◆ **ASSIGNED TASK**: Start at the first record below and retype through the last, exactly.

─── DATASET EXTRACT

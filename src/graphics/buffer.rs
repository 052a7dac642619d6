use std::os::fd::OwnedFd;

/// Marks the start of every frame and is echoed back once it's been shown.
pub const SYNC_BYTE: u8 = 0xAA;

pub const MAX_NUM_FDS: usize = 32;
pub const MAX_NUM_INTS: usize = 32;

pub const LAYER_NAME_MAX_LENGTH: usize = 128;

/// `char[128]` name followed by width, height, stride and format.
pub const BUFFER_INFO_SIZE: usize = LAYER_NAME_MAX_LENGTH + 4 * 4;

/// `version`, `numFds`, `numInts`.
pub const HANDLE_HEADER_SIZE: usize = 3 * 4;

/// Native handles carry the size of their header as version.
pub const NATIVE_HANDLE_VERSION: i32 = HANDLE_HEADER_SIZE as i32;

/// Describes the guest layer a buffer belongs to.
#[derive(Debug, Clone, PartialEq, Eq)]
pub struct BufferInfo {
    pub layer_name: String,
    pub width: i32,
    pub height: i32,
    pub stride: i32,
    pub format: i32,
}

impl BufferInfo {
    /// Native byte order, the name NUL padded and cut to leave room for the
    /// terminator.
    pub fn to_bytes(&self) -> [u8; BUFFER_INFO_SIZE] {
        let mut out = [0u8; BUFFER_INFO_SIZE];
        let name = self.layer_name.as_bytes();
        let len = name.len().min(LAYER_NAME_MAX_LENGTH - 1);
        out[..len].copy_from_slice(&name[..len]);

        let mut offset = LAYER_NAME_MAX_LENGTH;
        for value in [self.width, self.height, self.stride, self.format] {
            out[offset..offset + 4].copy_from_slice(&value.to_ne_bytes());
            offset += 4;
        }
        out
    }

    pub fn from_bytes(bytes: &[u8; BUFFER_INFO_SIZE]) -> Self {
        // The peer isn't trusted to terminate the name
        let name = &bytes[..LAYER_NAME_MAX_LENGTH - 1];
        let end = name.iter().position(|&b| b == 0).unwrap_or(name.len());

        let field = |i: usize| {
            let start = LAYER_NAME_MAX_LENGTH + i * 4;
            read_i32(&bytes[start..start + 4])
        };
        BufferInfo {
            layer_name: String::from_utf8_lossy(&name[..end]).into_owned(),
            width: field(0),
            height: field(1),
            stride: field(2),
            format: field(3),
        }
    }
}

pub(crate) fn read_i32(bytes: &[u8]) -> i32 {
    let mut raw = [0u8; 4];
    raw.copy_from_slice(&bytes[..4]);
    i32::from_ne_bytes(raw)
}

/**
 * A reference to a kernel graphics buffer: descriptors plus opaque integers
 * only the buffer allocator understands.
 *
 * The handle owns its descriptors. They are closed when the handle is
 * dropped or passed to `close`, whichever comes first.
 */
#[derive(Debug)]
pub struct BufferHandle {
    version: i32,
    fds: Vec<OwnedFd>,
    ints: Vec<i32>,
}

impl BufferHandle {
    pub fn new(fds: Vec<OwnedFd>, ints: Vec<i32>) -> Self {
        Self::with_version(NATIVE_HANDLE_VERSION, fds, ints)
    }

    pub fn with_version(version: i32, fds: Vec<OwnedFd>, ints: Vec<i32>) -> Self {
        BufferHandle { version, fds, ints }
    }

    pub fn version(&self) -> i32 {
        self.version
    }

    pub fn num_fds(&self) -> usize {
        self.fds.len()
    }

    pub fn num_ints(&self) -> usize {
        self.ints.len()
    }

    pub fn fds(&self) -> &[OwnedFd] {
        &self.fds
    }

    pub fn ints(&self) -> &[i32] {
        &self.ints
    }

    /// Releases every descriptor now.
    pub fn close(self) {
        drop(self);
    }
}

──────

◆ **ANSWER AREA**:
filename src/graphics/buffer.rs
repository 052a7dac642619d6
use std::os::fd::OwnedFd;

/// Marks the start of every frame and is echoed back once it's been shown.
pub const SYNC_BYTE: u8 = 0xAA;

pub const MAX_NUM_FDS: usize = 32;
pub const MAX_NUM_INTS: usize = 32;

pub const LAYER_NAME_MAX_LENGTH: usize = 128;

/// `char[128]` name followed by width, height, stride and format.
pub const BUFFER_INFO_SIZE: usize = LAYER_NAME_MAX_LENGTH + 4 * 4;

/// `version`, `numFds`, `numInts`.
pub const HANDLE_HEADER_SIZE: usize = 3 * 4;

/// Native handles carry the size of their header as version.
pub const NATIVE_HANDLE_VERSION: i32 = HANDLE_HEADER_SIZE as i32;

/// Describes the guest layer a buffer belongs to.
#[derive(Debug, Clone, PartialEq, Eq)]
pub struct BufferInfo {
    pub layer_name: String,
    pub width: i32,
    pub height: i32,
    pub stride: i32,
    pub format: i32,
}

impl BufferInfo {
    /// Native byte order, the name NUL padded and cut to leave room for the
    /// terminator.
    pub fn to_bytes(&self) -> [u8; BUFFER_INFO_SIZE] {
        let mut out = [0u8; BUFFER_INFO_SIZE];
        let name = self.layer_name.as_bytes();
        let len = name.len().min(LAYER_NAME_MAX_LENGTH - 1);
        out[..len].copy_from_slice(&name[..len]);

        let mut offset = LAYER_NAME_MAX_LENGTH;
        for value in [self.width, self.height, self.stride, self.format] {
            out[offset..offset + 4].copy_from_slice(&value.to_ne_bytes());
            offset += 4;
        }
        out
    }

    pub fn from_bytes(bytes: &[u8; BUFFER_INFO_SIZE]) -> Self {
        // The peer isn't trusted to terminate the name
        let name = &bytes[..LAYER_NAME_MAX_LENGTH - 1];
        let end = name.iter().position(|&b| b == 0).unwrap_or(name.len());

        let field = |i: usize| {
            let start = LAYER_NAME_MAX_LENGTH + i * 4;
            read_i32(&bytes[start..start + 4])
        };
        BufferInfo {
            layer_name: String::from_utf8_lossy(&name[..end]).into_owned(),
            width: field(0),
            height: field(1),
            stride: field(2),
            format: field(3),
        }
    }
}

pub(crate) fn read_i32(bytes: &[u8]) -> i32 {
    let mut raw = [0u8; 4];
    raw.copy_from_slice(&bytes[..4]);
    i32::from_ne_bytes(raw)
}

/**
 * A reference to a kernel graphics buffer: descriptors plus opaque integers
 * only the buffer allocator understands.
 *
 * The handle owns its descriptors. They are closed when the handle is
 * dropped or passed to `close`, whichever comes first.
 */
#[derive(Debug)]
pub struct BufferHandle {
    version: i32,
    fds: Vec<OwnedFd>,
    ints: Vec<i32>,
}

impl BufferHandle {
    pub fn new(fds: Vec<OwnedFd>, ints: Vec<i32>) -> Self {
        Self::with_version(NATIVE_HANDLE_VERSION, fds, ints)
    }

    pub fn with_version(version: i32, fds: Vec<OwnedFd>, ints: Vec<i32>) -> Self {
        BufferHandle { version, fds, ints }
    }

    pub fn version(&self) -> i32 {
        self.version
    }

    pub fn num_fds(&self) -> usize {
        self.fds.len()
    }

    pub fn num_ints(&self) -> usize {
        self.ints.len()
    }

    pub fn fds(&self) -> &[OwnedFd] {
        &self.fds
    }

    pub fn ints(&self) -> &[i32] {
        &self.ints
    }

    /// Releases every descriptor now.
    pub fn close(self) {
        drop(self);
    }
}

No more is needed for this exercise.